Sam jerked his head around, surprised by the statement, “What? Why?”

“I know it wasn’t your fault and I know you don’t feel … ya know … that way about me. But I’ve been treating you like you got the plague or something for the last few days.”

“I thought we weren’t going to talk about this.”

“We’re not … I’m just sayin … oh hell.” Dean broke off. “Can’t a guy just say he’s sorry without going into details?”

“It’s okay, man. I get it.” Sam agreed, “I’ve been feeling like I need to scrub myself with bleach since … you know what too, but it wasn’t you and it wasn’t me, it was a purely physiological response to the spell.”

“I know.”

“Good. Now can we please never speak of this again?”

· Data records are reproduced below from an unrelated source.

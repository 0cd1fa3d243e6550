//! One TCP link to one peer: connect/accept lifecycle, framed reads, queued writes, frame counters.
//!
//! Each connection runs a lifecycle task on the host's tokio runtime. The task establishes the
//! socket (client: connect with retry; server: accept, and accept again after the peer left),
//! then runs the read loop inline while a writer task drains a bounded queue of complete
//! messages. A peer that stops reading fills the queue and further sends fail with
//! [`SendError::Full`] instead of buffering without limit. [`Connection::close`] flips a watch channel that every await point races against,
//! so a pending read or accept returns immediately.

use std::sync::atomic::{AtomicBool, AtomicI64, AtomicU32, AtomicU64, Ordering};
use std::sync::{Arc, Condvar, Mutex};
use std::time::{Duration, Instant};

use tokio::io::AsyncWriteExt;
use tokio::net::tcp::{OwnedReadHalf, OwnedWriteHalf};
use tokio::net::{TcpListener, TcpStream};
use tokio::runtime::Handle;
use tokio::sync::mpsc::error::TrySendError;
use tokio::sync::{mpsc, watch};
use tokio::task::{AbortHandle, JoinHandle};
use tracing::{debug, error, info, warn};

use crate::protocol::{ConnectionKind, MessageKind, Role, HEADER_SIZE};
use crate::wire::{self, HeaderError};

/// Initial receive buffer size; grows on demand.
pub const DEFAULT_BUFFER_SIZE: usize = 1024;

/// Delay between client connect attempts.
pub const RETRY_DELAY: Duration = Duration::from_secs(1);

/// Messages queued for the writer before sends fail with [`SendError::Full`].
pub const SEND_QUEUE_DEPTH: usize = 8;

/// How long a graceful close waits for the connection's tasks.
const CLOSE_TIMEOUT: Duration = Duration::from_secs(5);

/// How long a closing connection lets the writer flush what is queued.
const WRITER_DRAIN_TIMEOUT: Duration = Duration::from_secs(1);

/// Frame counter value meaning "nothing received yet".
const NO_FRAME: i64 = -1;

/// Where and how to connect.
#[derive(Debug, Clone)]
pub struct ConnectionParams {
    /// Unique within the owning cluster network.
    pub id: usize,
    /// Server address to connect to (client), or local address to bind (server).
    pub address: String,
    pub port: u16,
    pub role: Role,
    pub kind: ConnectionKind,
    /// Initial receive buffer capacity in bytes.
    pub buffer_size: usize,
}

/// Callbacks from a connection's tasks. They run on runtime worker threads and must not block.
pub trait ConnectionHandler: Send + Sync {
    /// Payload of a `Data` message (already inflated if it was compressed).
    /// `number` is the frame number on sync connections (client side only) and the package id
    /// on data transfer.
    fn on_data(&self, _conn: &Connection, _number: u32, _payload: &[u8]) {}

    /// A received frame number was recorded (sync connections).
    fn on_frame(&self, _conn: &Connection, _frame: u32) {}

    /// The peer confirmed receipt of a data-transfer package.
    fn on_acknowledged(&self, _conn: &Connection, _package_id: u32) {}

    /// The connection came up or went down; see [`Connection::is_connected`].
    fn on_status(&self, _conn: &Connection) {}

    /// The server announced that every node of the cluster is connected.
    fn on_cluster_connected(&self, _conn: &Connection) {}
}

/// Handler that ignores everything.
pub struct NoopHandler;

impl ConnectionHandler for NoopHandler {}

/// Error queueing a message for sending.
#[derive(Debug, PartialEq, Eq, thiserror::Error)]
pub enum SendError {
    #[error("connection {0} is not connected")]
    NotConnected(usize),
    #[error("connection {0} writer has stopped")]
    Closed(usize),
    #[error("connection {0} send queue is full")]
    Full(usize),
}

/// Why a read loop ended.
#[derive(Debug, PartialEq, Eq)]
enum ReadEnd {
    /// Socket EOF.
    PeerClosed,
    /// The peer sent `Disconnect`.
    Disconnected,
    /// Local shutdown was requested.
    Shutdown,
}

/// One peer link. Cheap to query from any thread; counters and flags are atomics.
pub struct Connection {
    id: usize,
    address: String,
    port: u16,
    role: Role,
    kind: ConnectionKind,
    buffer_size: usize,
    handler: Arc<dyn ConnectionHandler>,

    connected: AtomicBool,
    active: AtomicBool,
    updated: AtomicBool,
    send_current: AtomicU32,
    send_previous: AtomicU32,
    recv_current: AtomicU32,
    /// Previous received frame, or [`NO_FRAME`] before the first receive.
    recv_previous: AtomicI64,
    /// f64 bits of the last measured round trip, in seconds.
    loop_time: AtomicU64,
    send_stamp: Mutex<Option<Instant>>,

    outbound: Mutex<Option<mpsc::Sender<Vec<u8>>>>,
    shutdown: watch::Sender<bool>,
    task: Mutex<Option<JoinHandle<()>>>,
    finished: (Mutex<bool>, Condvar),
}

“Sure.” Dean agreed, then after a beat, he punched Sam in the shoulder, hard.

“Ow! What was that for?”

“Just making sure.”

“Dude … that really hurt.” Sam complained rubbing the spot he was sure was going to bruise.

“Good.” Dean glanced over, grinning and relief washed over Sam. Yeah … the punch had hurt, but Dean had proved his point: he could touch Sam again and not worry about any unforeseen consequences. Things were going to be okay between them and they could bury this all in the past.

And Sam would never, ever, in a million and a half years tell Dean that he was the best he ever had.